Strategic opportunities for post-acute care innovation

Reinventing care beyond the hospital is one of the timeliest challenges to solve with technology, process and structure.
By W. Roy Smythe, MD
10:25 AM

Editor’s note: This is the fourth installment in Dr. Smythe’s four-part series on fostering healthcare innovation to face some of the biggest challenges fronting healthcare today. This post focuses on Post-Acute Care, while the previous posts discussed Treating Patients as Consumers, Operations 2.0 and Chronic and Behavioral Care.

Every science consists in the coordination of facts; if the different observations were entirely isolated, there would be no science.

August Comte

For many, an introduction to Post-Acute Care comes when a family member is being discharged after an inpatient stay and not quite prepared to be fully independent. What type of facility should be chosen? How do you discern differences in quality or cost? In other cases, a cascade of events leading to this same scenario can be initiated by a readmission to the hospital due to a post-operative complication, or an inappropriate discharge to the home setting when more (or different) support would have been ideal.

Choosing the right care placement post-discharge can often lead to confusion and uncertainty, but can often have more impact on patient disease and social outcomes than the preceding provision of acute care.

On the other side of the equation, providers have always known that when the patient leaves the four walls of hospital it can significantly impact cost and quality. This  includes things such as hospital readmissions, but also DRG overruns and untoward morbidity and mortality when patients are readmitted, at times repeatedly, in extremis.  In addition, providers face an increasing depth and breadth of new post-acute care administrative management challenges, including financial reimbursement in ACO and bundled pay arrangements, patient safety and satisfaction measurement and policy mandates. These considerations add considerably to the complicated and constantly evolving healthcare environment.
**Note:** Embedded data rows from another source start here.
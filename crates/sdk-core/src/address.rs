//! Receiver address validation.
//!
//! Token outputs can only be locked to single-key-spend (P2TR) owners, so a
//! receiver must decode as a bitcoin address on the configured network and
//! be of the taproot class.

use std::fmt;
use std::str::FromStr;

use bitcoin::{Address, AddressType, Network};

// ---------------------------------------------------------------------------
// Error
// ---------------------------------------------------------------------------

/// Errors that can occur when validating a receiver address.
#[derive(Debug, Clone, Copy, PartialEq, Eq)]
pub enum AddressError {
    /// The string is not a decodable bitcoin address.
    Malformed,

    /// The address belongs to a different network.
    WrongNetwork,

    /// The address decodes but is not a taproot address.
    NotTaproot(Option<AddressType>),
}

impl fmt::Display for AddressError {
    fn fmt(&self, f: &mut fmt::Formatter<'_>) -> fmt::Result {
        match self {
            Self::Malformed => write!(f, "malformed address"),
            Self::WrongNetwork => write!(f, "address is for a different network"),
            Self::NotTaproot(Some(ty)) => write!(f, "address type {ty} is not taproot"),
            Self::NotTaproot(None) => write!(f, "non-standard address is not taproot"),
        }
    }
}

impl std::error::Error for AddressError {}

// ---------------------------------------------------------------------------
// Validation
// ---------------------------------------------------------------------------

/// Parse a receiver address and require it to be P2TR on `network`.
pub fn parse_receiver(s: &str, network: Network) -> Result<Address, AddressError> {
    let unchecked = Address::from_str(s.trim()).map_err(|_| AddressError::Malformed)?;
    let address = unchecked
        .require_network(network)
        .map_err(|_| AddressError::WrongNetwork)?;

    match address.address_type() {
        Some(AddressType::P2tr) => Ok(address),
        other => Err(AddressError::NotTaproot(other)),
    }
}

// ---------------------------------------------------------------------------
// Tests
// ---------------------------------------------------------------------------

#[cfg(test)]
mod tests {
    use super::*;

    const TAPROOT_MAINNET: &str = "bc1p0xlxvlhemja6c4dqv22uapctqupfhlxm9h8z3k2e72q4k9hcz7vqzk5jj0";
    const SEGWIT_V0_MAINNET: &str = "bc1qw508d6qejxtdg4y5r3zarvary0c5xw7kv8f3t4";
    const LEGACY_MAINNET: &str = "1BvBMSEYstWetqTFn5Au4m4GFg7xJaNVN2";

    #[test]
    fn accepts_taproot() {
        let address = parse_receiver(TAPROOT_MAINNET, Network::Bitcoin).unwrap();
        assert_eq!(address.address_type(), Some(AddressType::P2tr));
    }

    #[test]
    fn rejects_segwit_v0() {
        assert_eq!(
            parse_receiver(SEGWIT_V0_MAINNET, Network::Bitcoin),
            Err(AddressError::NotTaproot(Some(AddressType::P2wpkh)))
        );
    }

    #[test]
    fn rejects_legacy() {
        assert_eq!(
            parse_receiver(LEGACY_MAINNET, Network::Bitcoin),
            Err(AddressError::NotTaproot(Some(AddressType::P2pkh)))
        );
    }

    #[test]
    fn rejects_wrong_network() {
        assert_eq!(
            parse_receiver(TAPROOT_MAINNET, Network::Testnet),
            Err(AddressError::WrongNetwork)
        );
    }

    #[test]
    fn rejects_garbage() {
        assert_eq!(parse_receiver("not-an-address", Network::Bitcoin), Err(AddressError::Malformed));
        assert_eq!(parse_receiver("", Network::Bitcoin), Err(AddressError::Malformed));
    }
}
According to Alix Partners, Medicare spending for post-acute care services has more than doubled during the decade from 2001 to 2011, making it the fastest-growing sector of healthcare. Furthermore, the number of people 65 years or older will double to 81 million and constitute one-fifth of the population by 2040. While efforts to encourage wellness with new tools and approaches will be increasingly effective, some conditions (such as those related to cardiovascular and oncologic disease) are currently the unavoidable imperatives of aging.
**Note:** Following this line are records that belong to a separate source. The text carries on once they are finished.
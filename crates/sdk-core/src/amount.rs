//! Exact conversion between human-readable decimal amounts and base units.
//!
//! Token amounts are carried as integer base units (`u128`) everywhere past
//! the input boundary. Parsing works on the decimal string directly so no
//! binary float ever touches an amount.

use std::fmt;

// ---------------------------------------------------------------------------
// Error
// ---------------------------------------------------------------------------

/// Errors from amount parsing and scaling.
#[derive(Debug, Clone, Copy, PartialEq, Eq)]
pub enum AmountError {
    /// The input was empty or contained no digits.
    Empty,
    /// The input is not a plain non-negative decimal number.
    Malformed,
    /// The input has significant digits below the smallest base unit.
    TooPrecise,
    /// The scaled amount does not fit in 128 bits.
    Overflow,
}

impl fmt::Display for AmountError {
    fn fmt(&self, f: &mut fmt::Formatter<'_>) -> fmt::Result {
        match self {
            Self::Empty => write!(f, "empty amount"),
            Self::Malformed => write!(f, "malformed decimal amount"),
            Self::TooPrecise => write!(f, "amount is finer than the token's base unit"),
            Self::Overflow => write!(f, "amount overflows base units"),
        }
    }
}

impl std::error::Error for AmountError {}

// ---------------------------------------------------------------------------
// Scaling
// ---------------------------------------------------------------------------

/// `10^decimals`, or `None` on overflow.
pub fn base_unit(decimals: u32) -> Option<u128> {
    10u128.checked_pow(decimals)
}

/// Scale a human-readable decimal string (e.g. `"2.5"`) into base units.
///
/// Trailing zeros past `decimals` are accepted (`"1.500"` with 1 decimal);
/// any non-zero digit past `decimals` is rejected rather than truncated.
///
/// # Errors
///
/// Returns [`AmountError`] for empty, signed, exponent-form, or otherwise
/// malformed input, for sub-unit precision, and for overflow.
pub fn scale_by_decimals(input: &str, decimals: u32) -> Result<u128, AmountError> {
    let input = input.trim();
    if input.is_empty() {
        return Err(AmountError::Empty);
    }

    let (int_part, frac_part) = match input.split_once('.') {
        Some((i, f)) => (i, f),
        None => (input, ""),
    };
    if int_part.is_empty() && frac_part.is_empty() {
        return Err(AmountError::Empty);
    }
    if !int_part.bytes().all(|b| b.is_ascii_digit()) || !frac_part.bytes().all(|b| b.is_ascii_digit())
    {
        return Err(AmountError::Malformed);
    }

    let frac_significant = frac_part.trim_end_matches('0');
    if frac_significant.len() > decimals as usize {
        return Err(AmountError::TooPrecise);
    }

    let unit = base_unit(decimals).ok_or(AmountError::Overflow)?;
    let int_value = parse_digits(int_part)?;
    let mut scaled = int_value.checked_mul(unit).ok_or(AmountError::Overflow)?;

    if !frac_significant.is_empty() {
        let pad = decimals - frac_significant.len() as u32;
        let frac_value = parse_digits(frac_significant)?
            .checked_mul(base_unit(pad).ok_or(AmountError::Overflow)?)
            .ok_or(AmountError::Overflow)?;
        scaled = scaled.checked_add(frac_value).ok_or(AmountError::Overflow)?;
    }

    Ok(scaled)
}

/// Scale an already-integral human amount (e.g. a `premine` of `1000`).
pub fn scale_integer(value: u128, decimals: u32) -> Result<u128, AmountError> {
    let unit = base_unit(decimals).ok_or(AmountError::Overflow)?;
    value.checked_mul(unit).ok_or(AmountError::Overflow)
}

/// Render base units as a human-readable decimal string.
///
/// Trailing fractional zeros are dropped: `250_000_000` at 8 decimals
/// renders as `"2.5"`.
pub fn unscale_by_decimals(amount: u128, decimals: u32) -> String {
    let Some(unit) = base_unit(decimals) else {
        return amount.to_string();
    };
    let int_part = amount / unit;
    let frac_part = amount % unit;
    if frac_part == 0 {
        return int_part.to_string();
    }
    let frac = format!("{frac_part:0width$}", width = decimals as usize);
    format!("{int_part}.{}", frac.trim_end_matches('0'))
}

fn parse_digits(digits: &str) -> Result<u128, AmountError> {
    if digits.is_empty() {
        return Ok(0);
    }
    digits.parse::<u128>().map_err(|_| AmountError::Overflow)
}

// ---------------------------------------------------------------------------
// Tests
// ---------------------------------------------------------------------------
Post-acute care represents a relevant and timely challenge to solve at best, if not a burning platform. Technology applied to post-acute care can help improve patient care and providers’ ability to meet both quality and financial accountabilities. Here are the leading opportunities to consider.

Patient Discharge

A patient transitioning between a hospital and a post-acute setting (and potentially back and forth) can have multiple medication lists, different durable medical equipment (DME) orders, and a confusing array of discharge documentation. Preferred post-acute facilities are not always connected to the hospital's discharge process or machinery, and may have different or insufficient definitions or objective measurements of quality.

The Agency for Healthcare Research and Quality (AHRQ) defines care coordination - deliberately organizing patient care activities and sharing information among all of the participants concerned with a patient's care to achieve safer and more effective care – but we struggle to provide for this. There is often a significant lack of communication between acute and post-acute care providers, and among post-acute, long-term and community providers themselves, making it difficult to coordinate care.

Few systems have truly effective integration across inpatient and outpatient care and post-discharge settings, even if they own or manage some of the assets. To maximize safety and certainty means providers need insight and access to a patient’s care throughout this process—which requires maximum communication between care settings.

Emerging technologies help providers better manage care coordination, including tools to identify, communicate and track patient follow-up across multiple sites beyond the EMR. Furthermore, technology can detect when patients begin to decline and then trigger alerts enabling providers to deliver just-in-time care appropriately, to prevent hospital admissions/readmissions, improve patient outcomes and reduce the total cost of care.

Medication adherence

For providers, one of the biggest opportunities to reduce preventable readmissions or disease complications is medication adherence. According to The American College of Preventive Medicine (ACPM), 20–50% of patients don't take their medication as prescribed for a variety of reasons: low health literacy, cost, lack of understanding why they need the medication, and inadequate follow-up, among others. 

Aggregating medication information from multiple sources, coupled with automated rule engines to create structured medication reviews for providers to use with patients, are ways that emerging technologies can provide value. There are a number of companies developing innovative solutions, including Proteus Digital Health. The company has developed a revolutionary approach to medication adherence and patient activation. Using an ingestible sensor, a wearable sensor patch and a user-friendly app, this digital medicine solution provides better insights into patient health habits promoting a healthier dialogue and improved treatment plan.